Saved entries:
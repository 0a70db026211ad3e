#![forbid(unsafe_code)]

//! User-facing notices and the actions they offer.

use crate::error::Error;
use crate::firewall::FirewallController;
use crate::persistence::AppSettings;
use serde::Serialize;
use std::time::Duration;
use tracing::{info, instrument};
use usage::TrackedApp;

#[derive(Debug, Clone, PartialEq, Eq, Serialize)]
pub enum NotificationAction {
    DisableFirewall,
    AllowApp(String),
    OpenAppSettings(String),
}

#[derive(Debug, Clone, PartialEq, Eq, Serialize)]
pub struct Notification {
    /// Notices with the same key replace each other.
    pub key: String,
    pub title: String,
    pub body: String,
    pub actions: Vec<NotificationAction>,
}

impl Notification {
    /// A blocked app was brought to the foreground.
    pub fn blocked_app(package: &str) -> Self {
        Self {
            key: format!("blocked:{package}"),
            title: "Network blocked".into(),
            body: format!("{package} is blocked by the firewall"),
            actions: vec![
                NotificationAction::DisableFirewall,
                NotificationAction::AllowApp(package.to_owned()),
            ],
        }
    }

    pub fn disable_reminder(app: &TrackedApp, idle: Duration) -> Self {
        Self {
            key: format!("reminder:{}", app.package_name),
            title: format!("{} is rarely used", app.app_label),
            body: format!(
                "{} has not been used for {}",
                app.app_label,
                human_duration(idle)
            ),
            actions: vec![NotificationAction::OpenAppSettings(app.package_name.clone())],
        }
    }

    pub fn disable_recommendation(app: &TrackedApp, idle: Duration) -> Self {
        Self {
            key: format!("recommendation:{}", app.package_name),
            title: format!("Consider disabling {}", app.app_label),
            body: format!(
                "{} has been idle for more than {}",
                app.app_label,
                human_duration(idle)
            ),
            actions: vec![NotificationAction::OpenAppSettings(app.package_name.clone())],
        }
    }
}

/// Rounded down to the coarsest whole unit, so "3days" rather than "3days 4h 12m".
fn human_duration(duration: Duration) -> String {
    const MINUTE: u64 = 60;
    const HOUR: u64 = 60 * MINUTE;
    const DAY: u64 = 24 * HOUR;
    let secs = duration.as_secs();
    let unit = if secs >= DAY {
        DAY
    } else if secs >= HOUR {
        HOUR
    } else {
        MINUTE
    };
    humantime::format_duration(Duration::from_secs(secs / unit * unit)).to_string()
}

pub trait Notifier: Send + Sync {
    fn notify(&self, notification: Notification);
}

/// Writes notices to the log.
#[derive(Debug, Default)]
pub struct TracingNotifier;

impl Notifier for TracingNotifier {
    fn notify(&self, notification: Notification) {
        info!(
            key = %notification.key,
            title = %notification.title,
            body = %notification.body,
            actions = ?notification.actions,
            "notification"
        );
    }
}

/// Carry out a notification action chosen by the user.
///
/// Opening settings is a platform concern and only logged here.
#[instrument(skip(controller, settings))]
pub async fn dispatch_action(
    controller: &FirewallController,
    settings: &AppSettings,
    action: NotificationAction,
) -> Result<(), Error> {
    match action {
        NotificationAction::DisableFirewall => {
            controller.disable().await?;
        }
        NotificationAction::AllowApp(package) => {
            controller
                .temporarily_unblock(&package, Some(settings.allow_duration))
                .await?;
        }
        NotificationAction::OpenAppSettings(package) => {
            info!(%package, "open app settings requested");
        }
    }
    Ok(())
}

#[cfg(test)]
mod tests {
    use super::*;
    use usage::AppStatus;

    #[test]
    fn durations_read_naturally() {
        assert_eq!(human_duration(Duration::from_secs(4 * 24 * 3600)), "4days");
        assert_eq!(human_duration(Duration::from_secs(4 * 24 * 3600 + 7200)), "4days");
        assert_eq!(human_duration(Duration::from_secs(3600)), "1h");
        assert_eq!(human_duration(Duration::from_secs(90)), "1m");
    }

    #[test]
    fn blocked_app_offers_both_actions() {
        let n = Notification::blocked_app("org.example.game");
        assert_eq!(n.key, "blocked:org.example.game");
        // one pending prompt per app
        assert_ne!(n.key, Notification::blocked_app("org.example.chat").key);
        assert_eq!(
            n.actions,
            vec![
                NotificationAction::DisableFirewall,
                NotificationAction::AllowApp("org.example.game".into()),
            ]
        );
        let app = TrackedApp::new("org.example.game", AppStatus::Rare).with_label("Game");
        let reminder = Notification::disable_reminder(&app, Duration::from_secs(3 * 24 * 3600));
        assert_eq!(reminder.body, "Game has not been used for 3days");
    }
}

▶ _What to work on_
For the records above, state how many lines contain "idle". Add nothing to the number.

▶ _Exercise response_
5